(Source data)

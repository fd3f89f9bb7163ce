//! SMS notification delivery.
//!
//! [`SmsSender`] mirrors [`EmailSender`](super::EmailSender): a mock
//! transport with a recorded outbox and injectable rejections. SMS bodies
//! past the single-segment limit are delivered but logged, since carriers
//! split them into multiple segments.

use std::collections::HashSet;
use std::sync::Mutex;

use async_trait::async_trait;

use storefront_core::Channel;

use super::{ChannelSender, SendError, SentMessage};
use crate::templates::RenderedMessage;

/// Single SMS segment length.
const MAX_SMS_LENGTH: usize = 160;

/// Mock SMS transport with a recorded outbox.
pub struct SmsSender {
    outbox: Mutex<Vec<SentMessage>>,
    rejects: Mutex<HashSet<String>>,
}

impl SmsSender {
    pub fn new() -> Self {
        Self {
            outbox: Mutex::new(Vec::new()),
            rejects: Mutex::new(HashSet::new()),
        }
    }

    /// Make every future send to `number` fail.
    pub fn reject_address(&self, number: impl Into<String>) {
        self.rejects
            .lock()
            .expect("reject list poisoned")
            .insert(number.into());
    }

    /// Every message sent so far, oldest first.
    pub fn sent(&self) -> Vec<SentMessage> {
        self.outbox.lock().expect("outbox poisoned").clone()
    }

    /// Number of messages sent so far.
    pub fn sent_count(&self) -> usize {
        self.outbox.lock().expect("outbox poisoned").len()
    }

    /// The first message sent to a specific number, if any.
    pub fn sent_to(&self, number: &str) -> Option<SentMessage> {
        self.outbox
            .lock()
            .expect("outbox poisoned")
            .iter()
            .find(|message| message.recipient == number)
            .cloned()
    }
}

impl Default for SmsSender {
    fn default() -> Self {
        Self::new()
    }
}

#[async_trait]
impl ChannelSender for SmsSender {
    fn channel(&self) -> Channel {
        Channel::Sms
    }

    async fn send(&self, address: &str, message: &RenderedMessage) -> Result<(), SendError> {
        if self
            .rejects
            .lock()
            .expect("reject list poisoned")
            .contains(address)
        {
            tracing::error!(to = address, "SMS delivery rejected");
            return Err(SendError::Rejected(address.to_string()));
        }

        if message.body.len() > MAX_SMS_LENGTH {
            tracing::warn!(
                to = address,
                length = message.body.len(),
                limit = MAX_SMS_LENGTH,
                "SMS body exceeds a single segment, carrier will split it"
            );
        }

        tracing::info!(to = address, body = %message.body, "Notification SMS sent");

        self.outbox.lock().expect("outbox poisoned").push(SentMessage {
            channel: Channel::Sms,
            recipient: address.to_string(),
            subject: None,
            body: message.body.clone(),
            sent_at: chrono::Utc::now(),
        });
        Ok(())
    }
}

#[cfg(test)]
mod tests {
    use super::*;

    #[tokio::test]
    async fn send_records_body_without_subject() {
        let sender = SmsSender::new();
        let message = RenderedMessage {
            subject: Some("ignored for sms".to_string()),
            body: "Your order #ord-001 has shipped!".to_string(),
        };

        sender.send("+1-555-0101", &message).await.unwrap();

        let sent = sender.sent_to("+1-555-0101").unwrap();
        assert_eq!(sent.channel, Channel::Sms);
        assert!(sent.subject.is_none());
        assert_eq!(sent.body, "Your order #ord-001 has shipped!");
    }

    #[tokio::test]
    async fn oversized_body_is_still_delivered() {
        let sender = SmsSender::new();
        let message = RenderedMessage {
            subject: None,
            body: "x".repeat(MAX_SMS_LENGTH + 1),
        };

        sender.send("+1-555-0101", &message).await.unwrap();

        assert_eq!(sender.sent_count(), 1);
    }

    #[tokio::test]
    async fn rejected_number_fails_the_send() {
        let sender = SmsSender::new();
        sender.reject_address("+1-555-0199");

        let result = sender
            .send(
                "+1-555-0199",
                &RenderedMessage {
                    subject: None,
                    body: "hello".to_string(),
                },
            )
            .await;

        assert!(matches!(result, Err(SendError::Rejected(_))));
    }
}
//! Email notification delivery.
//!
//! [`EmailSender`] stands in for an SMTP integration: sends are logged and
//! recorded rather than handed to a relay. Specific addresses can be made
//! to fail via [`EmailSender::reject_address`] so failure paths are
//! exercisable in tests.

use std::collections::HashSet;
use std::sync::Mutex;

use async_trait::async_trait;

use storefront_core::Channel;

use super::{ChannelSender, SendError, SentMessage};
use crate::templates::RenderedMessage;

/// Default sender address stamped on outgoing mail.
const DEFAULT_FROM_ADDRESS: &str = "noreply@storefront.local";

/// Mock email transport with a recorded outbox.
pub struct EmailSender {
    from_address: String,
    outbox: Mutex<Vec<SentMessage>>,
    rejects: Mutex<HashSet<String>>,
}

impl EmailSender {
    pub fn new() -> Self {
        Self::with_from_address(DEFAULT_FROM_ADDRESS)
    }

    /// Use a specific "From" address instead of the default.
    pub fn with_from_address(from_address: impl Into<String>) -> Self {
        Self {
            from_address: from_address.into(),
            outbox: Mutex::new(Vec::new()),
            rejects: Mutex::new(HashSet::new()),
        }
    }

    /// Make every future send to `address` fail.
    pub fn reject_address(&self, address: impl Into<String>) {
        self.rejects
            .lock()
            .expect("reject list poisoned")
            .insert(address.into());
    }

    /// Every message sent so far, oldest first.
    pub fn sent(&self) -> Vec<SentMessage> {
        self.outbox.lock().expect("outbox poisoned").clone()
    }

    /// Number of messages sent so far.
    pub fn sent_count(&self) -> usize {
        self.outbox.lock().expect("outbox poisoned").len()
    }

    /// The first message sent to a specific recipient, if any.
    pub fn sent_to(&self, recipient: &str) -> Option<SentMessage> {
        self.outbox
            .lock()
            .expect("outbox poisoned")
            .iter()
            .find(|message| message.recipient == recipient)
            .cloned()
    }
}

impl Default for EmailSender {
    fn default() -> Self {
        Self::new()
    }
}

#[async_trait]
impl ChannelSender for EmailSender {
    fn channel(&self) -> Channel {
        Channel::Email
    }

    async fn send(&self, address: &str, message: &RenderedMessage) -> Result<(), SendError> {
        if self
            .rejects
            .lock()
            .expect("reject list poisoned")
            .contains(address)
        {
            tracing::error!(to = address, "Email delivery rejected");
            return Err(SendError::Rejected(address.to_string()));
        }

        let subject = message.subject.clone().unwrap_or_else(|| "(no subject)".to_string());
        tracing::info!(
            to = address,
            from = %self.from_address,
            subject = %subject,
            "Notification email sent"
        );

        self.outbox.lock().expect("outbox poisoned").push(SentMessage {
            channel: Channel::Email,
            recipient: address.to_string(),
            subject: Some(subject),
            body: message.body.clone(),
            sent_at: chrono::Utc::now(),
        });
        Ok(())
    }
}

Work instruction
The answer must be a single number: how many lines of the data include the string "insert".

Exercise output
2